Ghost soon realized that his Guardian was very good at sitting still. For hours, she hardly moved and hadn't said a single word. She'd cried though. On and off. Quietly, for the most part. Easy to miss. It took until the sun finally set and the moon came up that she finally shifted enough to lay down on the floor.
The dirty, hard, cold floor.
Didn't take long and she started shivering. Weak shivers, he noticed, with barely enough strength left in her to make them count.
Guardians froze to death just like anyone else did. Starved, too.
But his? His wasn't going to, and so Ghost abandoned his perch and slowly slipped into the room.
Her eyes tracked him as he approached and she squirmed backwards. Away from him. Again. If he'd not known better, he'd have thought his core cracked. Or maybe it did. A little.
"I'm sorry," he said, quietly. So quiet, he wasn't sure she'd heard him.

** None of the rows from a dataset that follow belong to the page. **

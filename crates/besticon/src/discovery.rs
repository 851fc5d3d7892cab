//! Candidate discovery from page markup.
//!
//! Extracts icon links from raw HTML with `scraper`, resolves them against
//! the effective base URL, and appends the conventional root favicon.

use std::collections::HashSet;

use scraper::{Html, Selector};
use url::Url;

use crate::url_util::{effective_base, resolve_reference, root_favicon};

/// `rel` tokens that mark a `<link>` as an icon.
const ICON_RELS: &[&str] = &["icon", "apple-touch-icon", "apple-touch-icon-precomposed"];

/// Candidate icon URLs for a page, in discovery order and deduplicated.
///
/// `page_url` is the final URL the page was served from; a `<base href>`
/// in the markup takes precedence for resolving relative links. The root
/// `/favicon.ico` of `page_url` is always the last candidate.
pub fn find_candidates(html: &str, page_url: &Url) -> Vec<String> {
    let document = Html::parse_document(html);
    let base = effective_base(page_url, extract_base_href(&document).as_deref());

    let resolved = extract_icon_links(&document)
        .into_iter()
        .filter_map(|href| resolve_reference(&base, &href));

    dedupe(resolved.chain(root_favicon(page_url)))
}

/// Raw `href` values of icon links, in markup order.
pub fn extract_icon_links(document: &Html) -> Vec<String> {
    let Ok(sel) = Selector::parse("link[rel][href]") else {
        return Vec::new();
    };

    document
        .select(&sel)
        .filter(|el| el.value().attr("rel").is_some_and(is_icon_rel))
        .filter_map(|el| el.value().attr("href"))
        .map(str::trim)
        .filter(|href| !href.is_empty())
        .map(str::to_string)
        .collect()
}

/// The first `<base href>` value, if any.
pub fn extract_base_href(document: &Html) -> Option<String> {
    let sel = Selector::parse("base[href]").ok()?;
    document
        .select(&sel)
        .next()
        .and_then(|el| el.value().attr("href"))
        .map(|href| href.trim().to_string())
}

/// Whether a `rel` attribute value denotes a favicon or touch icon.
///
/// Matches whole tokens case-insensitively, so `shortcut icon`,
/// `Shortcut  Icon` and `icon shortcut` all qualify but `mask-icon` does not.
pub fn is_icon_rel(rel: &str) -> bool {
    rel.split_ascii_whitespace()
        .any(|token| ICON_RELS.iter().any(|r| token.eq_ignore_ascii_case(r)))
}

fn dedupe(urls: impl IntoIterator<Item = String>) -> Vec<String> {
    let mut seen = HashSet::new();
    urls.into_iter()
        .filter(|u| seen.insert(u.clone()))
        .collect()
}
use crate::model::{Point, Rgba, Viewport, Workspace};
use crate::scene::{self, DrawCommand, SceneInput};
use crate::viewport::ScreenTransform;

const PADDING: f64 = 24.0;

fn escape_xml(s: &str) -> String {
    let mut out = String::with_capacity(s.len());
    for ch in s.chars() {
        match ch {
            '&' => out.push_str("&amp;"),
            '<' => out.push_str("&lt;"),
            '>' => out.push_str("&gt;"),
            '"' => out.push_str("&quot;"),
            '\'' => out.push_str("&apos;"),
            _ => out.push(ch),
        }
    }
    out
}

fn rgba_to_svg_rgb(rgba: Rgba) -> (String, f64) {
    let opacity = rgba.a as f64 / 255.0;
    (format!("rgb({},{},{})", rgba.r, rgba.g, rgba.b), opacity)
}

fn points_attr(points: &[Point]) -> String {
    points
        .iter()
        .map(|p| format!("{:.3},{:.3}", p.x, p.y))
        .collect::<Vec<_>>()
        .join(" ")
}

pub(super) fn workspace_to_svg(ws: &Workspace) -> String {
    let viewport = Viewport {
        x: 0.0,
        y: 0.0,
        zoom: 1.0,
        rotation: ws.viewport.rotation,
    };
    let input = SceneInput::new(ScreenTransform::new(Point::default(), viewport));
    let scene = scene::build_scene(ws, &input);

    let (min, max) = scene
        .bounds()
        .unwrap_or((Point::new(0.0, 0.0), Point::new(800.0, 600.0)));
    let min_x = min.x - PADDING;
    let min_y = min.y - PADDING;
    let width = max.x - min.x + PADDING * 2.0;
    let height = max.y - min.y + PADDING * 2.0;

    let mut out = String::new();
    out.push_str(r#"<?xml version="1.0" encoding="UTF-8"?>"#);
    out.push('\n');
    out.push_str(&format!(
        r#"<svg xmlns="http://www.w3.org/2000/svg" viewBox="{:.3} {:.3} {:.3} {:.3}" width="{:.3}" height="{:.3}">"#,
        min_x, min_y, width, height, width, height
    ));
    out.push('\n');

    for command in &scene.commands {
        match command {
            DrawCommand::Polygon {
                points,
                fill,
                stroke,
            } => {
                let (fill_rgb, fill_opacity) = rgba_to_svg_rgb(*fill);
                let stroke_attrs = match stroke {
                    Some(s) => {
                        let (rgb, opacity) = rgba_to_svg_rgb(s.color);
                        format!(
                            r#"stroke="{}" stroke-opacity="{:.3}" stroke-width="{:.3}" stroke-linejoin="round""#,
                            rgb, opacity, s.width
                        )
                    }
                    None => r#"stroke="none""#.to_string(),
                };
                out.push_str(&format!(
                    r#"<polygon points="{}" fill="{}" fill-opacity="{:.3}" {} />"#,
                    points_attr(points),
                    fill_rgb,
                    fill_opacity,
                    stroke_attrs
                ));
            }
            DrawCommand::Polyline {
                points,
                stroke,
                dashed,
            } => {
                let (rgb, opacity) = rgba_to_svg_rgb(stroke.color);
                let dash = if *dashed {
                    format!(
                        r#" stroke-dasharray="{:.3} {:.3}""#,
                        stroke.width * 4.0,
                        stroke.width * 2.5
                    )
                } else {
                    String::new()
                };
                out.push_str(&format!(
                    r#"<polyline points="{}" fill="none" stroke="{}" stroke-opacity="{:.3}" stroke-width="{:.3}"{} />"#,
                    points_attr(points),
                    rgb,
                    opacity,
                    stroke.width,
                    dash
                ));
            }
            DrawCommand::Text {
                at,
                text,
                size,
                color,
            } => {
                let (rgb, opacity) = rgba_to_svg_rgb(*color);
                out.push_str(&format!(
                    r#"<text x="{:.3}" y="{:.3}" font-family="sans-serif" font-size="{:.3}" text-anchor="middle" dominant-baseline="middle" fill="{}" fill-opacity="{:.3}">{}</text>"#,
                    at.x,
                    at.y,
                    size,
                    rgb,
                    opacity,
                    escape_xml(text)
                ));
            }
        }
        out.push('\n');
    }
    out.push_str("</svg>\n");
    out
}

She looked away, her eyes fixed on the floor now, as if not looking at him meant he'd vanish. Maybe right along with all of this.
. . .
And it could. He could make it go away. All he had to do was leave. She'd die again and that'd be it and— no, that wasn't going to happen.
Stubborn, his light pushed outwards, past his expanding shell and swept through the frigid air, and because he was a Ghost and Ghosts didn't own blankets or hot cocoa, he shared that, instead.
Admittedly, that confused noise his Guardian made? And how her eyes cut back to him and how she stopped shivering all of a sudden? Yeah, that. That was just a little satisfying.
A smidgen.
A tiny, tiny, bit.
Though not quite as much as how she loosened her grip on the brick she'd clutched. Which he'd definitely and absolutely noticed and wouldn't have gotten smacked out of the air with.
Totally not.
Ghost sunk a little lower still, pulled his shell back together, the soft click oddly loud in the otherwise perfect silence, and settled in the air above her shoulder. And when she didn't smack him right away he decided this was where he'd stay.